What to work on: For each line in the data below that holds "archive", return a copy.

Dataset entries
• • • •

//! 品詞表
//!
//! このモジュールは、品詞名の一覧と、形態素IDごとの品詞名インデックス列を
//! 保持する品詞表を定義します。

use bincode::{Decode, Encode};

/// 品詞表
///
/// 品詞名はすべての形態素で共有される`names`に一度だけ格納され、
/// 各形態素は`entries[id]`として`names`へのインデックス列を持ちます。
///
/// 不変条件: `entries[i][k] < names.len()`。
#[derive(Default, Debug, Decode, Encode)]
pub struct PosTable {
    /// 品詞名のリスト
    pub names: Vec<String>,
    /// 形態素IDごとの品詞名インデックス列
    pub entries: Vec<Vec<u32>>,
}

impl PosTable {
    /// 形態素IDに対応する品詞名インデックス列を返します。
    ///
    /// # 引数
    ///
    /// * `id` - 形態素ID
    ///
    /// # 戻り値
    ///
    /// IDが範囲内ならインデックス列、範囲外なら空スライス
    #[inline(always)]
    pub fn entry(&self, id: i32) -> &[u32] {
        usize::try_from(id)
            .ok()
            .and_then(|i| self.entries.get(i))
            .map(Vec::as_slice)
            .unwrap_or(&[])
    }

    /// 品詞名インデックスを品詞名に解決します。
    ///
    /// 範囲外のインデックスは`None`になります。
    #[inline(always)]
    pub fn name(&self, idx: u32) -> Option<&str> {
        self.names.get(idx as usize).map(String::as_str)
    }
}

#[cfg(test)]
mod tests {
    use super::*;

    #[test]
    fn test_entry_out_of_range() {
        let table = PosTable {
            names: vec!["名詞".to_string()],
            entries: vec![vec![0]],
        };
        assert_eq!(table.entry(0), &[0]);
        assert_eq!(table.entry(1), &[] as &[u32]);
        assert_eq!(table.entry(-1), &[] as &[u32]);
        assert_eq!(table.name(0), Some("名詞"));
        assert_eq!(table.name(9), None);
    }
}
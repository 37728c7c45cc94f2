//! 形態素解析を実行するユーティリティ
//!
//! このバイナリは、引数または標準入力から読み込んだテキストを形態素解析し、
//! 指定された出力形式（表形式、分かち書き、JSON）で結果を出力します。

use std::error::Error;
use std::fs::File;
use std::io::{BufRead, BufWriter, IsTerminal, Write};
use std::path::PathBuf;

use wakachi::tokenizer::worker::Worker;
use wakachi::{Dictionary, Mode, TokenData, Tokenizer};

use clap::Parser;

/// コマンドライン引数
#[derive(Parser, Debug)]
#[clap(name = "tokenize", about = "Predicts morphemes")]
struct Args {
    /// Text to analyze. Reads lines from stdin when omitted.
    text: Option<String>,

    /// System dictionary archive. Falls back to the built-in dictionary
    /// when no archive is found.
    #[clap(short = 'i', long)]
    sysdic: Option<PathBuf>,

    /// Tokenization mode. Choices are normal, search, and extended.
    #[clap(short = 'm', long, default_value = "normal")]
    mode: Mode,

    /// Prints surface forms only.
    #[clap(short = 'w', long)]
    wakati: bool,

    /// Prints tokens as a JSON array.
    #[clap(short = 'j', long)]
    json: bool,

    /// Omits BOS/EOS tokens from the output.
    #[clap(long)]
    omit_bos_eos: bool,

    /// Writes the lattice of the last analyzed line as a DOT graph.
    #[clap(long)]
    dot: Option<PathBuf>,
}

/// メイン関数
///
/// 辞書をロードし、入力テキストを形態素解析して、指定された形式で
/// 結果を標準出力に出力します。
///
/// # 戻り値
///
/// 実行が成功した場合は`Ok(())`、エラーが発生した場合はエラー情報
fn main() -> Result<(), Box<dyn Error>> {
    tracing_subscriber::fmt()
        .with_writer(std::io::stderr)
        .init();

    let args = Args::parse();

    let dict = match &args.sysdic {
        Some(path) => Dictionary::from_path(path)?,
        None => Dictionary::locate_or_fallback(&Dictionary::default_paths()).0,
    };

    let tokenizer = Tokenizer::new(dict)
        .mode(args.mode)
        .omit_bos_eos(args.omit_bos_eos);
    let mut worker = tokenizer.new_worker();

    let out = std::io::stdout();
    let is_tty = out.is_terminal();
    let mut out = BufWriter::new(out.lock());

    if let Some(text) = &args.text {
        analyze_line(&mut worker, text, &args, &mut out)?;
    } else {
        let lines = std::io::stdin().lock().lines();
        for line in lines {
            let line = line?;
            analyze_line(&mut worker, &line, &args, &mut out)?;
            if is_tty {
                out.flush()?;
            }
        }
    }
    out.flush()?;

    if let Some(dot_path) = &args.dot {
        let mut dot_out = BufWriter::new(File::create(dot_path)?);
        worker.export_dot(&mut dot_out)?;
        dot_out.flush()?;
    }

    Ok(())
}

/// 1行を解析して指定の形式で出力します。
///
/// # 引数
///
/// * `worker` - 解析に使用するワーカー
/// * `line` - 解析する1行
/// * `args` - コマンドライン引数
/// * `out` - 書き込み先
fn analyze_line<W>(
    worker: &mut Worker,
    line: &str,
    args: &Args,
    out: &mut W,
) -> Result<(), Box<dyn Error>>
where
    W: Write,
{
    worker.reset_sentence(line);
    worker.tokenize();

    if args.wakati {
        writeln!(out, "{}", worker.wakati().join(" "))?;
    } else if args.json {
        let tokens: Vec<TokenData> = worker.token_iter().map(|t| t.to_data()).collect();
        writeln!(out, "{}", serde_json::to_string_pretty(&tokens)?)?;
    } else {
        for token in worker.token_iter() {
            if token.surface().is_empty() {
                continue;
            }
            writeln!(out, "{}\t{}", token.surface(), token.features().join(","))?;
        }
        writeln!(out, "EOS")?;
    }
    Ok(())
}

• • • •

Result:
    /// System dictionary archive. Falls back to the built-in dictionary
    /// when no archive is found.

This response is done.